(MATERIAL PROVIDED begins)
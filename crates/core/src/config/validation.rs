//! Configuration validation rules.
//!
//! This module provides validation logic for `AppConfig` values
//! after they have been loaded from environment, files, or defaults.

use crate::config::AppConfig;
use crate::generation::Generation;
use thiserror::Error;

/// Configuration validation errors.
#[derive(Debug, Error)]
pub enum ConfigError {
    #[error("failed to load configuration: {0}")]
    LoadFailed(String),

    #[error("invalid configuration: {field} - {reason}")]
    Invalid { field: String, reason: String },
}

impl AppConfig {
    /// Validate configuration values after loading.
    ///
    /// # Errors
    ///
    /// Returns `ConfigError::Invalid` if:
    /// - `listen_addr` is not a socket address
    /// - `origin` is not an absolute http(s) URL
    /// - `generation` is empty or contains characters outside `[A-Za-z0-9._]`
    /// - `max_bytes` is 0 or exceeds 50MB
    /// - `timeout_ms` is less than 100ms or exceeds 5 minutes
    /// - `user_agent` is empty
    /// - a precache path or the offline path is not origin-relative
    /// - the offline path is missing from `precache_paths`
    pub fn validate(&self) -> Result<(), ConfigError> {
        if self.listen_addr.parse::<std::net::SocketAddr>().is_err() {
            return Err(ConfigError::Invalid {
                field: "listen_addr".into(),
                reason: "must be a host:port socket address".into(),
            });
        }

        self.origin_url()?;

        if !Generation::is_valid_tag(&self.generation) {
            return Err(ConfigError::Invalid {
                field: "generation".into(),
                reason: "must be non-empty and limited to [A-Za-z0-9._]".into(),
            });
        }

        if self.max_bytes == 0 {
            return Err(ConfigError::Invalid { field: "max_bytes".into(), reason: "must be greater than 0".into() });
        }
        if self.max_bytes > 50 * 1024 * 1024 {
            return Err(ConfigError::Invalid { field: "max_bytes".into(), reason: "must not exceed 50MB".into() });
        }

        if self.timeout_ms < 100 {
            return Err(ConfigError::Invalid { field: "timeout_ms".into(), reason: "must be at least 100ms".into() });
        }
        if self.timeout_ms > 300_000 {
            return Err(ConfigError::Invalid {
                field: "timeout_ms".into(),
                reason: "must not exceed 5 minutes (300000ms)".into(),
            });
        }

        if self.user_agent.is_empty() {
            return Err(ConfigError::Invalid { field: "user_agent".into(), reason: "must not be empty".into() });
        }

        for path in &self.precache_paths {
            if !path.starts_with('/') {
                return Err(ConfigError::Invalid {
                    field: "precache_paths".into(),
                    reason: format!("path must start with '/': {path}"),
                });
            }
        }

        if !self.offline_path.starts_with('/') {
            return Err(ConfigError::Invalid {
                field: "offline_path".into(),
                reason: "path must start with '/'".into(),
            });
        }

        if !self.precache_paths.contains(&self.offline_path) {
            return Err(ConfigError::Invalid {
                field: "offline_path".into(),
                reason: "must be listed in precache_paths, or the navigation fallback has nothing to serve".into(),
            });
        }

        let distinct: std::collections::HashSet<&String> = self.precache_paths.iter().collect();
        if distinct.len() != self.precache_paths.len() {
            tracing::warn!(
                listed = self.precache_paths.len(),
                distinct = distinct.len(),
                "precache_paths contains duplicates; \
                 the first occurrence of each path wins"
            );
        }

        Ok(())
    }
}
//! HTTP edge: translates incoming requests into worker requests and
//! worker responses back into HTTP.
//!
//! Requests carry their routing hints in the `sec-fetch-dest` and
//! `sec-fetch-mode` headers; clients that do not send them get a
//! destination inferred from the path extension and a navigation mode
//! inferred from the `accept` header. End-to-end request headers ride
//! along to the upstream fetch; hop-by-hop headers end here in both
//! directions. Absolute-form targets (forward proxy style) are taken
//! verbatim, which is how requests for the third-party font and CDN
//! hosts arrive.

use std::sync::Arc;

use axum::Router;
use axum::body::Body;
use axum::extract::{Request, State};
use axum::http::request::Parts;
use axum::http::{HeaderName, HeaderValue, StatusCode, Uri, header};
use axum::response::{IntoResponse, Response};
use cachefront_client::canonicalize;
use cachefront_core::request::{Destination, RequestMode, WorkerRequest};
use cachefront_core::response::WorkerResponse;
use url::Url;

use crate::worker::Worker;

const MAX_REQUEST_BODY_BYTES: usize = 2 * 1024 * 1024;

/// Headers never replayed from a cached or fetched response. The body is
/// already decompressed and re-framed, and content-type is carried
/// separately on the response.
const STRIPPED_HEADERS: &[&str] = &[
    "connection",
    "keep-alive",
    "proxy-authenticate",
    "proxy-authorization",
    "te",
    "trailer",
    "transfer-encoding",
    "upgrade",
    "content-length",
    "content-encoding",
    "content-type",
];

/// Headers never forwarded upstream: hop-by-hop headers end at this hop,
/// and host, content-length and accept-encoding are set by the fetch
/// client itself.
const UNFORWARDED_HEADERS: &[&str] = &[
    "connection",
    "keep-alive",
    "proxy-authenticate",
    "proxy-authorization",
    "te",
    "trailer",
    "transfer-encoding",
    "upgrade",
    "host",
    "content-length",
    "accept-encoding",
];

/// Every path and method lands in the same handler; routing happens in
/// the worker, not here.
pub fn router(worker: Arc<Worker>) -> Router {
    Router::new().fallback(handle).with_state(worker)
}

async fn handle(State(worker): State<Arc<Worker>>, request: Request) -> Response {
    let (parts, body) = request.into_parts();

    let body = match axum::body::to_bytes(body, MAX_REQUEST_BODY_BYTES).await {
        Ok(body) => body,
        Err(_) => return status_response(StatusCode::PAYLOAD_TOO_LARGE, "request body too large"),
    };

    let url = match target_url(worker.origin(), &parts.uri) {
        Some(url) => url,
        None => {
            tracing::debug!(uri = %parts.uri, "unsupported request target");
            return status_response(StatusCode::BAD_REQUEST, "unsupported request target");
        }
    };

    let destination = match header_str(&parts, "sec-fetch-dest") {
        Some(value) => Destination::parse(value),
        None => infer_destination(url.path()),
    };
    let mode = match header_str(&parts, "sec-fetch-mode") {
        Some(value) => RequestMode::parse(value),
        None if header_str(&parts, "accept").is_some_and(|accept| accept.contains("text/html")) => RequestMode::Navigate,
        None => RequestMode::NoCors,
    };

    let headers: Vec<(String, String)> = parts
        .headers
        .iter()
        .filter_map(|(name, value)| {
            let name = name.as_str().to_ascii_lowercase();
            if UNFORWARDED_HEADERS.contains(&name.as_str()) {
                return None;
            }
            value.to_str().ok().map(|value| (name, value.to_string()))
        })
        .collect();

    let worker_request = WorkerRequest::get(url)
        .with_method(parts.method.as_str())
        .with_destination(destination)
        .with_mode(mode)
        .with_headers(headers)
        .with_body(body);

    match worker.handle(&worker_request).await {
        Ok(response) => into_http_response(response),
        Err(err) => {
            tracing::warn!(url = %worker_request.url, error = %err, "request failed");
            status_response(StatusCode::BAD_GATEWAY, "upstream fetch failed")
        }
    }
}

/// Resolve the request target against the configured origin. Origin-form
/// targets join onto the origin; absolute-form targets stand alone.
fn target_url(origin: &Url, uri: &Uri) -> Option<Url> {
    if uri.scheme().is_some() && uri.authority().is_some() {
        canonicalize(&uri.to_string()).ok()
    } else {
        let path_and_query = uri.path_and_query().map(|pq| pq.as_str()).unwrap_or("/");
        origin.join(path_and_query).ok()
    }
}

fn header_str<'a>(parts: &'a Parts, name: &str) -> Option<&'a str> {
    parts.headers.get(name).and_then(|value| value.to_str().ok())
}

/// Destination fallback for clients without `sec-fetch-dest`, keyed off
/// the path extension.
fn infer_destination(path: &str) -> Destination {
    let Some((_, ext)) = path.rsplit_once('.') else {
        return Destination::Other;
    };
    match ext.to_ascii_lowercase().as_str() {
        "css" => Destination::Style,
        "js" | "mjs" => Destination::Script,
        "png" | "jpg" | "jpeg" | "gif" | "webp" | "avif" | "svg" | "ico" => Destination::Image,
        "woff" | "woff2" | "ttf" | "otf" => Destination::Font,
        "html" | "htm" => Destination::Document,
        _ => Destination::Other,
    }
}

fn into_http_response(response: WorkerResponse) -> Response {
    // opaque responses keep their body but leave as a regular 200
    let status = if response.is_opaque() {
        StatusCode::OK
    } else {
        StatusCode::from_u16(response.status).unwrap_or(StatusCode::OK)
    };

    let mut builder = Response::builder().status(status);
    for (name, value) in &response.headers {
        if STRIPPED_HEADERS.contains(&name.to_ascii_lowercase().as_str()) {
            continue;
        }
        if let Ok(name) = HeaderName::try_from(name.as_str())
            && let Ok(value) = HeaderValue::try_from(value.as_str())
        {
            builder = builder.header(name, value);
        }
    }
    if let Some(content_type) = &response.content_type
        && let Ok(value) = HeaderValue::try_from(content_type.as_str())
    {
        builder = builder.header(header::CONTENT_TYPE, value);
    }
    builder = builder.header("x-cache", response.source.as_str());

    builder
        .body(Body::from(response.body))
        .unwrap_or_else(|_| status_response(StatusCode::INTERNAL_SERVER_ERROR, "response build failed"))
}

fn status_response(status: StatusCode, body: &'static str) -> Response {
    (status, [(header::CONTENT_TYPE, "text/plain; charset=utf-8")], body).into_response()
}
(MATERIAL PROVIDED ends)
» **WORK TASK**
Check every line of the data above for the string "clients", and copy those that have it.

» **YOUR SOLUTION**
//! `sec-fetch-mode` headers; clients that do not send them get a
/// Destination fallback for clients without `sec-fetch-dest`, keyed off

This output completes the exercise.